(Goal of the exercise) In the lines below, look for "Serialization". Copy each line where it appears.

Saved data entries:

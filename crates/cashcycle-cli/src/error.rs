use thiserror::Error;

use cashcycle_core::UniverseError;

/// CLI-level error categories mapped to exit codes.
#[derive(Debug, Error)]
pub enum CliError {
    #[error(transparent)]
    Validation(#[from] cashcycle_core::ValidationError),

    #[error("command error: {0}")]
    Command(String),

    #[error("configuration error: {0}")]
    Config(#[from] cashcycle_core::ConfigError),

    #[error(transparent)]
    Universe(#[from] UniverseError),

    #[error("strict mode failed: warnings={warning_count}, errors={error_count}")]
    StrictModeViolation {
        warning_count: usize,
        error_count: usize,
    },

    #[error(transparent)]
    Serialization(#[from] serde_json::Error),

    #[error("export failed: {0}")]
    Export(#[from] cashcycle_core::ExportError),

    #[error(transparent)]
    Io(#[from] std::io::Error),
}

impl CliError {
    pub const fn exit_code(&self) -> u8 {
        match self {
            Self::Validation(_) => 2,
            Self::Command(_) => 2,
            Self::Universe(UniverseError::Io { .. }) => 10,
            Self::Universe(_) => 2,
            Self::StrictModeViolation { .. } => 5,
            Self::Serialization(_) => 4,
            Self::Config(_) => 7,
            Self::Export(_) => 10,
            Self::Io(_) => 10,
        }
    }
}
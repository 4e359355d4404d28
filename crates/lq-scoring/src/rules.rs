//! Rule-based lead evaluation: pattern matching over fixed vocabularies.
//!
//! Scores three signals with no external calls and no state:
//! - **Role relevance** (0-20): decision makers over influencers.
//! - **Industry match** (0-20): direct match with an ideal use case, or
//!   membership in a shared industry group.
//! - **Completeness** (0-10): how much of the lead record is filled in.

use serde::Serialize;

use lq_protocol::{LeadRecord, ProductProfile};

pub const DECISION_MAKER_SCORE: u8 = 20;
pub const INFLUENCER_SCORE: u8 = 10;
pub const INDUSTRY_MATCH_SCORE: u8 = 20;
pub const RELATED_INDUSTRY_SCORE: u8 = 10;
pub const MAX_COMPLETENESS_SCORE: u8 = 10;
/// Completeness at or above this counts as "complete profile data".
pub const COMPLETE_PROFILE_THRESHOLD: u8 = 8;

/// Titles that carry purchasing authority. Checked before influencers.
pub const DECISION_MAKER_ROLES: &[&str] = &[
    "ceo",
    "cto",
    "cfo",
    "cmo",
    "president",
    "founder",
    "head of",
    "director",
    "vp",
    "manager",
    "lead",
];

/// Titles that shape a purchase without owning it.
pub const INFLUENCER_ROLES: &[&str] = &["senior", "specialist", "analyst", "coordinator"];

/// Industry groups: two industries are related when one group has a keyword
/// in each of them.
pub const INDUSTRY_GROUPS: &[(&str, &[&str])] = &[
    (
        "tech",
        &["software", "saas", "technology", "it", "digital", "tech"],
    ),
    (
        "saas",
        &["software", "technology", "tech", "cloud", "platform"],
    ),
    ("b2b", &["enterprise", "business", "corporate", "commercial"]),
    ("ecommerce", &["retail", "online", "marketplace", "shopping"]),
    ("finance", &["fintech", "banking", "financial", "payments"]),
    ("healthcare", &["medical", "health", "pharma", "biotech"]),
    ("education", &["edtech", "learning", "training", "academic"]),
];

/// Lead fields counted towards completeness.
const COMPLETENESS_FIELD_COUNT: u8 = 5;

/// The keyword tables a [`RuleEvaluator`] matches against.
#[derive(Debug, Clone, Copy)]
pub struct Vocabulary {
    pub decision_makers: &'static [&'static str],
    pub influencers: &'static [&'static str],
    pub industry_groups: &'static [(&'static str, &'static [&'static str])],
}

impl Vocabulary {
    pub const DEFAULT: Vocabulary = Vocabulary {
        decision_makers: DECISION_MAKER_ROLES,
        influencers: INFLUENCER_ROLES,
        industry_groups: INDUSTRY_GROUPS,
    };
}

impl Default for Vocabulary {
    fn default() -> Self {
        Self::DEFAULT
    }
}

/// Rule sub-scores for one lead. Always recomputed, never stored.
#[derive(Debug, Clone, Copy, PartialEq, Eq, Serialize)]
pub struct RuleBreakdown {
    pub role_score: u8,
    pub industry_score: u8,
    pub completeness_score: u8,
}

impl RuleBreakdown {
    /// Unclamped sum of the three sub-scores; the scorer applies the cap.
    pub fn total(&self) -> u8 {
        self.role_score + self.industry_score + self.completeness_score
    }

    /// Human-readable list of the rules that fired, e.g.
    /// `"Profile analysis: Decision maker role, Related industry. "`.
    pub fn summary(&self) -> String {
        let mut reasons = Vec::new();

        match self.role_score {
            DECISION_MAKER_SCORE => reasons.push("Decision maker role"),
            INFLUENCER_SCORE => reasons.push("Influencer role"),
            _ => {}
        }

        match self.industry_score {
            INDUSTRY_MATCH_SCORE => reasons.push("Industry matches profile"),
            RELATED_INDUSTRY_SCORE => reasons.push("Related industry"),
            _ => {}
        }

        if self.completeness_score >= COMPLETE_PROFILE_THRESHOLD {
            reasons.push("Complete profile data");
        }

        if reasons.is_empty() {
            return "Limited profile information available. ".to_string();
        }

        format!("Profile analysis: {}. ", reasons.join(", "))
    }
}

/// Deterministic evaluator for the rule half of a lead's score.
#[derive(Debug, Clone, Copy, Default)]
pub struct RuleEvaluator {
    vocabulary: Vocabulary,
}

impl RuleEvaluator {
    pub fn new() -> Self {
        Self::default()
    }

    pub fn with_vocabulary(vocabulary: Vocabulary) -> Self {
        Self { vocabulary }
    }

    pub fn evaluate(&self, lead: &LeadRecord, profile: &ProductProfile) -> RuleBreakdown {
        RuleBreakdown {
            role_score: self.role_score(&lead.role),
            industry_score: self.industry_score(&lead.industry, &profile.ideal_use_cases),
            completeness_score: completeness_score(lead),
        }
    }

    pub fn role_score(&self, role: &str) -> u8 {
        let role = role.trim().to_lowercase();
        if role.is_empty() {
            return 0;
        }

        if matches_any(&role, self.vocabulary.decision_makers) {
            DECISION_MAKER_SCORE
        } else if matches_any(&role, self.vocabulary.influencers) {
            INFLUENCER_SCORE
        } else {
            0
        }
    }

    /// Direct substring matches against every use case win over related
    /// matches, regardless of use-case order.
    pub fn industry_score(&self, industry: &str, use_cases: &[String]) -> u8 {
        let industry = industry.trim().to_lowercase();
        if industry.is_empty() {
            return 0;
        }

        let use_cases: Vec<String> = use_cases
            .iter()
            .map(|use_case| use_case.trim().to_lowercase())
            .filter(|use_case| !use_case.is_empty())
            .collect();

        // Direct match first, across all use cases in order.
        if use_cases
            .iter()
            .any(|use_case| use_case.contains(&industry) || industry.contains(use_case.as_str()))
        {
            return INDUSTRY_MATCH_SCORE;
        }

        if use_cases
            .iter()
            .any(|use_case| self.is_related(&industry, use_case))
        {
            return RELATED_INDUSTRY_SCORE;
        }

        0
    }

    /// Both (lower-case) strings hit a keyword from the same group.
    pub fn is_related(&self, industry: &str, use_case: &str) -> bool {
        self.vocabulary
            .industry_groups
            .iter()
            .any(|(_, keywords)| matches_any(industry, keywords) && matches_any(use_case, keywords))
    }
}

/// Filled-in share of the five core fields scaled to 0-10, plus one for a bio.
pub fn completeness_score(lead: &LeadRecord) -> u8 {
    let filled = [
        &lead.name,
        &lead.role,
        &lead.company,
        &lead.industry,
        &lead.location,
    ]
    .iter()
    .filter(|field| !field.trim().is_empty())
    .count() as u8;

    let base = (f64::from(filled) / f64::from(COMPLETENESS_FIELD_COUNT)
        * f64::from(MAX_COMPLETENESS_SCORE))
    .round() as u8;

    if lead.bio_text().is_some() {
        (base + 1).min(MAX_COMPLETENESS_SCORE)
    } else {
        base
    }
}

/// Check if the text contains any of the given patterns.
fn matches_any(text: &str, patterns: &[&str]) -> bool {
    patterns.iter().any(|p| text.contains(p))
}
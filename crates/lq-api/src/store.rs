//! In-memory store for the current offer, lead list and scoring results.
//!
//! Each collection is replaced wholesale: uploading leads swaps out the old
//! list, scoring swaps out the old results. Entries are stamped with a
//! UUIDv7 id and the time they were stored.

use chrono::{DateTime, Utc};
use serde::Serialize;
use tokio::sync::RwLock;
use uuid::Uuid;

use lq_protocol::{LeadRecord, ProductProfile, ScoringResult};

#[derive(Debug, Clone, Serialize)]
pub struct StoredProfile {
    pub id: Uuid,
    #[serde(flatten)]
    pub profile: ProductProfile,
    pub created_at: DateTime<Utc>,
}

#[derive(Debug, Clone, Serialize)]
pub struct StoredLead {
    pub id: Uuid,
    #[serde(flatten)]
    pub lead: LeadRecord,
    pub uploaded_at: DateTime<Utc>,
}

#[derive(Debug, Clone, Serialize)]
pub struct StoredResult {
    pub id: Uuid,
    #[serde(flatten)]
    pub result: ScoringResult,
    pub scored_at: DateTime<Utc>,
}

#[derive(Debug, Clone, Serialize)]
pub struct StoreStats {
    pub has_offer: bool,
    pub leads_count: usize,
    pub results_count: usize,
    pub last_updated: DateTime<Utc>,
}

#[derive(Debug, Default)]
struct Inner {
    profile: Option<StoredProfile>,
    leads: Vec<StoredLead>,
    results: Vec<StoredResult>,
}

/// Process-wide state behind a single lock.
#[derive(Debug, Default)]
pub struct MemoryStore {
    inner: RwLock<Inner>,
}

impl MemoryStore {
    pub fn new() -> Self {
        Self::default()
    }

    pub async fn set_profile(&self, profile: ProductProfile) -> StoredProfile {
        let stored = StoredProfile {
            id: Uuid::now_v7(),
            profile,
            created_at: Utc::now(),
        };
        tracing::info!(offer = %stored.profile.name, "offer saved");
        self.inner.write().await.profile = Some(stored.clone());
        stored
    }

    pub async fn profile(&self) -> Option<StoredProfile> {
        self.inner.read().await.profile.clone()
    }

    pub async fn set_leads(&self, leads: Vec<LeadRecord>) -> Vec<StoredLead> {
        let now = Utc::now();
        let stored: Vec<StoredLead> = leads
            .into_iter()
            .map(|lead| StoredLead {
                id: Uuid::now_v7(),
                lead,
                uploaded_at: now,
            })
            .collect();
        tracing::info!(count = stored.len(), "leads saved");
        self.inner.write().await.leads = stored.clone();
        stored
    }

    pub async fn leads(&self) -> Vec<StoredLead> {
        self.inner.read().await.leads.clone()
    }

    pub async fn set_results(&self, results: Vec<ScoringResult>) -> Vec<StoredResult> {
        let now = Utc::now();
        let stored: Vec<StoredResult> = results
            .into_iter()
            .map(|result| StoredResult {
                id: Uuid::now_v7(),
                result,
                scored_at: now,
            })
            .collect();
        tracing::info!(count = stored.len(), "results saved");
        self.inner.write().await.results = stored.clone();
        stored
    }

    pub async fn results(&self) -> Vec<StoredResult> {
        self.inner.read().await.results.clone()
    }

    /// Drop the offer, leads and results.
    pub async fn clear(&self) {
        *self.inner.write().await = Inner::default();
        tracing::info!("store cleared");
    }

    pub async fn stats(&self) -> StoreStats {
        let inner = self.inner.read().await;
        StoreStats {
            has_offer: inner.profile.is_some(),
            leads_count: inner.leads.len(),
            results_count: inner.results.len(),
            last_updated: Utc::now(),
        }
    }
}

(Output for this exercise)
    Serialization(#[from] serde_json::Error),
            Self::Serialization(_) => 4,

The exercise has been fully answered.